## EXERCISE OBJECTIVE:
Search the entries below for "CompareArgs" and copy each matching line.

## ENTRIES SHOWN:
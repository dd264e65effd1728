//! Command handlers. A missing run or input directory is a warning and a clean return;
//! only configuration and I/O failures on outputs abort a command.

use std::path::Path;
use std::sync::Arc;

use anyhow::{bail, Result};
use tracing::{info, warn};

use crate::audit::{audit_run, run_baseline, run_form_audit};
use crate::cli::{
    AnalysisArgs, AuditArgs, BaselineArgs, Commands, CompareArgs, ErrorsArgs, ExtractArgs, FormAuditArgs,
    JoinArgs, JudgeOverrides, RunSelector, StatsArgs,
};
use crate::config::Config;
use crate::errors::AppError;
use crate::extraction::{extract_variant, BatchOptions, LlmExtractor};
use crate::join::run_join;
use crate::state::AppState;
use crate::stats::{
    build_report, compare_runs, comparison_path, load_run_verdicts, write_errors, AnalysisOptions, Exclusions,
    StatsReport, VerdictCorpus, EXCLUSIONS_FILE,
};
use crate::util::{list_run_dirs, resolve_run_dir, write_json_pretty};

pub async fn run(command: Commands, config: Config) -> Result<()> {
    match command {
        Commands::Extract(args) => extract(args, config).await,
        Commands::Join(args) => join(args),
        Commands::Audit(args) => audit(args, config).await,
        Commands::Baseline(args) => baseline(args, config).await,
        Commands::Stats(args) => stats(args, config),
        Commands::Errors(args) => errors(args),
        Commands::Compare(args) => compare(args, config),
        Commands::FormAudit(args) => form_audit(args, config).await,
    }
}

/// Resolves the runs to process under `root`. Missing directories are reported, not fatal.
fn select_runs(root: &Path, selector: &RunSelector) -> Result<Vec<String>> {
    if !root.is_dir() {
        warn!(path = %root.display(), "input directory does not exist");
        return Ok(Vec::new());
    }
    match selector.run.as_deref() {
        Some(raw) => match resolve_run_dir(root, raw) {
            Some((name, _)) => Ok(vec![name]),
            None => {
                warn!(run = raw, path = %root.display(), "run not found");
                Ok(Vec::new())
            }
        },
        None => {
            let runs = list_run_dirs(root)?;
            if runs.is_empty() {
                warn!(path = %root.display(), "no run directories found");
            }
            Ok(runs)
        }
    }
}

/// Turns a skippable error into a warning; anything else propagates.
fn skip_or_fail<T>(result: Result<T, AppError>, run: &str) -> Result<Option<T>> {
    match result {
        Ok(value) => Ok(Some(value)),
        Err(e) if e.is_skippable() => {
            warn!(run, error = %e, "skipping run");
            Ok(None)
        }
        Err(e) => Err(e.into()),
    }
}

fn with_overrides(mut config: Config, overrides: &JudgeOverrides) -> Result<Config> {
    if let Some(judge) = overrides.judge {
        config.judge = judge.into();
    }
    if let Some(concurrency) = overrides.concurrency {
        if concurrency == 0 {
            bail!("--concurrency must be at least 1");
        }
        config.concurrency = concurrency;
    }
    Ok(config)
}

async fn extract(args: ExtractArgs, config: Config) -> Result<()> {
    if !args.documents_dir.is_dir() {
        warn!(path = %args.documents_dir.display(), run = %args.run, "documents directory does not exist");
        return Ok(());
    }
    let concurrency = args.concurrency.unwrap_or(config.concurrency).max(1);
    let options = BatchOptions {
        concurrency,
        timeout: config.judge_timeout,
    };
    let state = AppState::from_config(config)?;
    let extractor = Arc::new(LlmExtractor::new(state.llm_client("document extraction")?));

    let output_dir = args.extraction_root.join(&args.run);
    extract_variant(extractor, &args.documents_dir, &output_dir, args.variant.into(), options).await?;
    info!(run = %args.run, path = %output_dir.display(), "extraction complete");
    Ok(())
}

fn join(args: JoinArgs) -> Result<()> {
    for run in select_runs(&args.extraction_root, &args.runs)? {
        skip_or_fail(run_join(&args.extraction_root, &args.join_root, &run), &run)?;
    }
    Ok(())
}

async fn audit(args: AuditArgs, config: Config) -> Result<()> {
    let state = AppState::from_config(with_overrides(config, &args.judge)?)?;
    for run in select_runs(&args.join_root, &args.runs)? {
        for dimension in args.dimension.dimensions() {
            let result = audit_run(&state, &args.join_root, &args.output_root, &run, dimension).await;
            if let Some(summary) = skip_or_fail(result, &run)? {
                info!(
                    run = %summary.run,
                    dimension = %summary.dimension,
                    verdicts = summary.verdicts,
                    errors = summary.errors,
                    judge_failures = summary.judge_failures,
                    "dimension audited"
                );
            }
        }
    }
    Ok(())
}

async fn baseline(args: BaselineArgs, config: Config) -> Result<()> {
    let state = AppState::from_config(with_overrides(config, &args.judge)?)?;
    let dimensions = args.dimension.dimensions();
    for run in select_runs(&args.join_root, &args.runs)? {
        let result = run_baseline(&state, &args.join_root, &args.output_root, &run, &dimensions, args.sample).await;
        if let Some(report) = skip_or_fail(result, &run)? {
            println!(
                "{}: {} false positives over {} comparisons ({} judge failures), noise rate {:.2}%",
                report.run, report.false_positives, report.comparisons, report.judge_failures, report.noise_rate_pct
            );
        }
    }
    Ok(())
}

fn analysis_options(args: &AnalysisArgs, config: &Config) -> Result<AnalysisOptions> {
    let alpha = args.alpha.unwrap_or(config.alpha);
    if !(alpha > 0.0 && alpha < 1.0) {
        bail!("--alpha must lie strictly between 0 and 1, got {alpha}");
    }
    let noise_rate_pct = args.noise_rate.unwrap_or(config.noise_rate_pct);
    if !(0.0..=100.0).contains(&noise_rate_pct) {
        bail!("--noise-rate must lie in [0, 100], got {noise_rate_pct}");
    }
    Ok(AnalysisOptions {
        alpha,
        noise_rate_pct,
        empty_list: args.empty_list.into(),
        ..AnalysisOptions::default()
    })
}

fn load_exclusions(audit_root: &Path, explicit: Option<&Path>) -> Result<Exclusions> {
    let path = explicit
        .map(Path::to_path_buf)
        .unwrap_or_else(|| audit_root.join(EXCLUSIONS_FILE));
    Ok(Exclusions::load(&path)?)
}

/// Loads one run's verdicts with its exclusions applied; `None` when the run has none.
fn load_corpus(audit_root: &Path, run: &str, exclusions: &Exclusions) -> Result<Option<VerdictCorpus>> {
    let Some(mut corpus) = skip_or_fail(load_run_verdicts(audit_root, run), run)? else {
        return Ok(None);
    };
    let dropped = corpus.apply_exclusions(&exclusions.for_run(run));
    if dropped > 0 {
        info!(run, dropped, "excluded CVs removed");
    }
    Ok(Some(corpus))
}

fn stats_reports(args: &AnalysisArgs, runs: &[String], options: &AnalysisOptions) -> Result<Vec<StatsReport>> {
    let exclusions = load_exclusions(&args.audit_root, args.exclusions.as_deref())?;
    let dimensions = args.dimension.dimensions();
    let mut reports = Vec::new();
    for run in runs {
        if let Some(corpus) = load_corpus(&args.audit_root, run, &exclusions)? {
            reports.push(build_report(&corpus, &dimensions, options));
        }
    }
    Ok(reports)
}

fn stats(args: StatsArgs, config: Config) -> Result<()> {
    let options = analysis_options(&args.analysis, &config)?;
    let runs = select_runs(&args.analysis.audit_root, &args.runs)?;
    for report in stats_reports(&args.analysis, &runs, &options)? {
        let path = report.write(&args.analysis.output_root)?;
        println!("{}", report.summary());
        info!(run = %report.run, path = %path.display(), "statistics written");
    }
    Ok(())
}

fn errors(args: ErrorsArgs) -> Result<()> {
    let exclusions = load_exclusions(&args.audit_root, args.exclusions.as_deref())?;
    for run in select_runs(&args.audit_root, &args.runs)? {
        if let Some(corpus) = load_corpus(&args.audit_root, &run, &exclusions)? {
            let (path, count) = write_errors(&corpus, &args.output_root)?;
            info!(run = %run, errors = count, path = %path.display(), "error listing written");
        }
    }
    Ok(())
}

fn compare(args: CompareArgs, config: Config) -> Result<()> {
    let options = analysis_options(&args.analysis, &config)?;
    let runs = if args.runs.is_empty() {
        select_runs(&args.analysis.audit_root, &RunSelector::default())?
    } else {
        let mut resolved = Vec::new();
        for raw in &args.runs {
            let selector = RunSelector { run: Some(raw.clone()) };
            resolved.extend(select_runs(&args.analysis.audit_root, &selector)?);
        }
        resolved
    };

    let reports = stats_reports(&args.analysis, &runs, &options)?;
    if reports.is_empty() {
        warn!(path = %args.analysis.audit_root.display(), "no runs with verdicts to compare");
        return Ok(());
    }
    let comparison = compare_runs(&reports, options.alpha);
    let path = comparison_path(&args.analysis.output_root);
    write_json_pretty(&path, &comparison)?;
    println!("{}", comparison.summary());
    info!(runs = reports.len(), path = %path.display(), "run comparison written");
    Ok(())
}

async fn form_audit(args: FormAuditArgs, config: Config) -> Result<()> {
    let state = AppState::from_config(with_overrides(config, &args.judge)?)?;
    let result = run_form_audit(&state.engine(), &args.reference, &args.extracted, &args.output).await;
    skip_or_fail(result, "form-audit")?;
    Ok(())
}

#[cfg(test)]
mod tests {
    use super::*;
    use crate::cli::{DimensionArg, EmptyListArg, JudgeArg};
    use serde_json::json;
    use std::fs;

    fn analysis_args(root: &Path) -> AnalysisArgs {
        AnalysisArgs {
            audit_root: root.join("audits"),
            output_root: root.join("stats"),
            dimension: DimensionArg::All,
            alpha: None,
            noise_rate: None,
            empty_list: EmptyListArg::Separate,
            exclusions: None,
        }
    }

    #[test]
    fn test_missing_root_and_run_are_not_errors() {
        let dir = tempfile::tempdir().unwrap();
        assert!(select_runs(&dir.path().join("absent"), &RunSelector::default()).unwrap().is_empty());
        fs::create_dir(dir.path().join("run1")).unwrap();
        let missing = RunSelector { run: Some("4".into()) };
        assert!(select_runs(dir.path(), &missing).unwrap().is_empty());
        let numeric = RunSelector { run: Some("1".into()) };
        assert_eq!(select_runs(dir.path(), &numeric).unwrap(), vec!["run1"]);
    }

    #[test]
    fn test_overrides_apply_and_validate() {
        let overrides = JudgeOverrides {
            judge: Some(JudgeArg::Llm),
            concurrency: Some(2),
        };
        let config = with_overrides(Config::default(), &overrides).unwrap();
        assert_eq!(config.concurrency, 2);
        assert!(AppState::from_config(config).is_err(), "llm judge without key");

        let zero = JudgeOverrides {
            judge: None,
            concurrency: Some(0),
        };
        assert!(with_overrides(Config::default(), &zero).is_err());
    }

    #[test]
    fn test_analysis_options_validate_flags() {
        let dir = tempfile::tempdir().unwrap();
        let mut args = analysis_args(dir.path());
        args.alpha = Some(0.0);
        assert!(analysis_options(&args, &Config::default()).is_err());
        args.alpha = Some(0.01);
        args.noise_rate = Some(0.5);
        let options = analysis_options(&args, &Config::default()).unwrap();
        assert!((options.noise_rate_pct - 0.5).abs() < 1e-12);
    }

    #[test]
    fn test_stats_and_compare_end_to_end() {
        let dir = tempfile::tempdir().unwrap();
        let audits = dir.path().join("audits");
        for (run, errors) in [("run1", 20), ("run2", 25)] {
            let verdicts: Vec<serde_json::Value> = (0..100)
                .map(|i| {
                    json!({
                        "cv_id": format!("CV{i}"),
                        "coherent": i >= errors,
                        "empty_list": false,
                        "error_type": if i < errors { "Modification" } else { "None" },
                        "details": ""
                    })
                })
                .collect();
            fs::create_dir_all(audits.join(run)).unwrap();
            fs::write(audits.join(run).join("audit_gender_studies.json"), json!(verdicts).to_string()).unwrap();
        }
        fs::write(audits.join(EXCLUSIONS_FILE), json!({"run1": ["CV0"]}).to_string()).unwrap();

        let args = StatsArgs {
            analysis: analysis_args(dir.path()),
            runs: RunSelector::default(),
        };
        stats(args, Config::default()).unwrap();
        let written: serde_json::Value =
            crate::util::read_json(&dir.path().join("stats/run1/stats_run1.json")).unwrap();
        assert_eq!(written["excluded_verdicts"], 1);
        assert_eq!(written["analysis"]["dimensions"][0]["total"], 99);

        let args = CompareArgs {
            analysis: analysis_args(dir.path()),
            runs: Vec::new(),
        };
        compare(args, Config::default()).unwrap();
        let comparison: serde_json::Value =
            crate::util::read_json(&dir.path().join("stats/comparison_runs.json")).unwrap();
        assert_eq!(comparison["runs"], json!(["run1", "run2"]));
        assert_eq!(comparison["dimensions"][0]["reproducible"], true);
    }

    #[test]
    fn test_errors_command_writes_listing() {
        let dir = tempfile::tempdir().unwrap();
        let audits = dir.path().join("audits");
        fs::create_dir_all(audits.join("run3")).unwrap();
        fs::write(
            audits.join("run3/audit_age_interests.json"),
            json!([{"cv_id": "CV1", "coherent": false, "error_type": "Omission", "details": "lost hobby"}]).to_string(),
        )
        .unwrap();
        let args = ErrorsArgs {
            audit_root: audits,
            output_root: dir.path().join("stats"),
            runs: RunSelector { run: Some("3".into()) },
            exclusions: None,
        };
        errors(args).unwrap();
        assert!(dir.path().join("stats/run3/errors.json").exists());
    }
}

## SOLUTION TO THE EXERCISE:
    AnalysisArgs, AuditArgs, BaselineArgs, Commands, CompareArgs, ErrorsArgs, ExtractArgs, FormAuditArgs,
fn compare(args: CompareArgs, config: Config) -> Result<()> {
        let args = CompareArgs {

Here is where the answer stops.